Wednesday, December 16, 2009

Slow Sleasel

Render times have not been our friend this semester, especially in the lab. Jennifers Sleasel has been particularly hit hard by this. I did some test to try and figure out what was slowing it down. Here is the original render, which took 1 min 9 sec (Mental Ray preview quality @ 640x360, on my laptop):



I tried to render it with a single ramp shader on all objects. Did render quite a bit faster: 14 seconds!

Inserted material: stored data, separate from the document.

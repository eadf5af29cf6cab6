//! `sourcery` - Media source resolution pipeline
//!
//! # Features
//!
//! - **Ordered fallback**: sequential, short-circuiting attempts across
//!   the providers a backend's status endpoint reports healthy
//! - **Payload decryption**: salted AES envelope handling with distinct
//!   stale-key signaling
//! - **Playlist expansion**: per-quality variants from master adaptive
//!   playlists, defensive against malformed upstreams
//! - **Concurrent aggregation**: independent variant/subtitle task
//!   groups with partial-failure tolerance
//!
//! # Example
//!
//! ```rust,no_run
//! use std::sync::Arc;
//! use sourcery::{HttpTransport, MediaIdentity, SourceKey, SourceResolver};
//!
//! #[tokio::main]
//! async fn main() -> anyhow::Result<()> {
//!     let transport = Arc::new(HttpTransport::new()?);
//!     let resolver = SourceResolver::new(
//!         transport,
//!         sourcery::config::default_backend(),
//!         SourceKey::default(),
//!     );
//!
//!     let identity = MediaIdentity::new("Example", 2020, "tt1234567");
//!     let result = resolver.resolve(&identity, None, None).await?;
//!     println!("{} stream variants", result.variants.len());
//!     Ok(())
//! }
//! ```

pub mod client;
pub mod config;
pub mod resolve;

pub use client::{HttpMethod, HttpTransport, Transport, TransportError, TransportResponse};
pub use resolve::{
    build_query, expand_variants, Aggregator, BackendConfig, DecryptedSource, MediaIdentity,
    MediaSource, ProviderDirectory, QueryMode, ResolutionResult, ResolveError, SourceKey,
    SourceResolver, StreamVariant, SubtitleSource, SubtitleTrack, TrackEntry,
};

/// Version of sourcery
pub const VERSION: &str = env!("CARGO_PKG_VERSION");
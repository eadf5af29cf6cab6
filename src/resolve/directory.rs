//! Provider directory
//!
//! Fetches the list of currently healthy candidate backends from the
//! aggregator's status endpoint. The order of the returned list encodes
//! fallback priority and is never re-sorted.

use std::sync::Arc;

use serde::Deserialize;
use tracing::{debug, instrument};

use crate::client::Transport;

use super::{ResolveError, Result};

/// Directory client for one aggregator backend.
pub struct ProviderDirectory {
    transport: Arc<dyn Transport>,
    base_url: String,
    headers: Vec<(String, String)>,
}

impl ProviderDirectory {
    pub fn new(
        transport: Arc<dyn Transport>,
        base_url: impl Into<String>,
        headers: Vec<(String, String)>,
    ) -> Self {
        Self {
            transport,
            base_url: base_url.into(),
            headers,
        }
    }

    /// Fetch the ordered provider candidate list.
    ///
    /// Fails with [`ResolveError::DirectoryUnavailable`] on transport
    /// error, non-success status, or an explicit error marker in the
    /// body, and with the distinct [`ResolveError::NoProvidersAvailable`]
    /// when the decoded list is empty — callers must not run a fallback
    /// loop of size zero.
    #[instrument(skip(self))]
    pub async fn list_providers(&self) -> Result<Vec<String>> {
        let url = format!("{}/status", self.base_url);
        let resp = self
            .transport
            .request(&url, &self.headers)
            .await
            .map_err(|err| ResolveError::DirectoryUnavailable(err.to_string()))?;

        if !resp.is_success() {
            return Err(ResolveError::DirectoryUnavailable(format!(
                "status endpoint returned {}",
                resp.status
            )));
        }
        if resp.body.contains("\"error\"") {
            return Err(ResolveError::DirectoryUnavailable(
                "status endpoint returned an error marker".into(),
            ));
        }

        let status: StatusResponse = serde_json::from_str(&resp.body)
            .map_err(|err| ResolveError::DirectoryUnavailable(format!("bad status body: {err}")))?;

        if status.providers.is_empty() {
            return Err(ResolveError::NoProvidersAvailable);
        }

        debug!(count = status.providers.len(), "providers available");
        Ok(status.providers)
    }
}

#[derive(Debug, Deserialize)]
struct StatusResponse {
    #[serde(default)]
    providers: Vec<String>,
}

Even when I made the material reflective it only took 22 seconds:



But of course this was not the look Jen was going for. But is renders way faster so the fact that the original scene has a gezillion shading groups or many empty UV sets was not bogging down the render. Tried to render the entire scene without any raytracing:



Now that rendered in 17 seconds! But then again, it also has no shadows. I turned raytracing back on but disabled the shadows, which are obviously all set to ray traced or they would have shown up in the non-ray traced image. This took 33 seconds:



But we want shadows. What if we kill the transparency on the glasses? Rendered in 38 seconds, so that is one of the most important factors in slowing the render down:



The image looses a lot of visual quality. Digging through the scene I did find one other thing. The counter (Wood Red) had a reflectivity of 0.002, and one of the ramp shaders feeding into it had a reflectivity of .1. So full reflection had to be calculated for it though it hardly showed up. I found a few more reflective ramps and killed the reflectivity on the ceiling:



Render time: 1min01seconds. So that is 61 seconds versus 69 seconds for the original, a more than 10 percent gain. May not sound like much, but considering that the entire animation is 150 frames, this will shave of 150 times 8 = 1200 seconds or 20 minutes of off an almost three hour render.


I also tried rendering it using Maya Software. To get the smooth Sleasel one has to create a proxy. Still it renders really fast. And with a lot of aliasing artifacts at preview quality. Needs to be close to production quality to get the wood pattern to look nice again, and by then it renders at least as slow.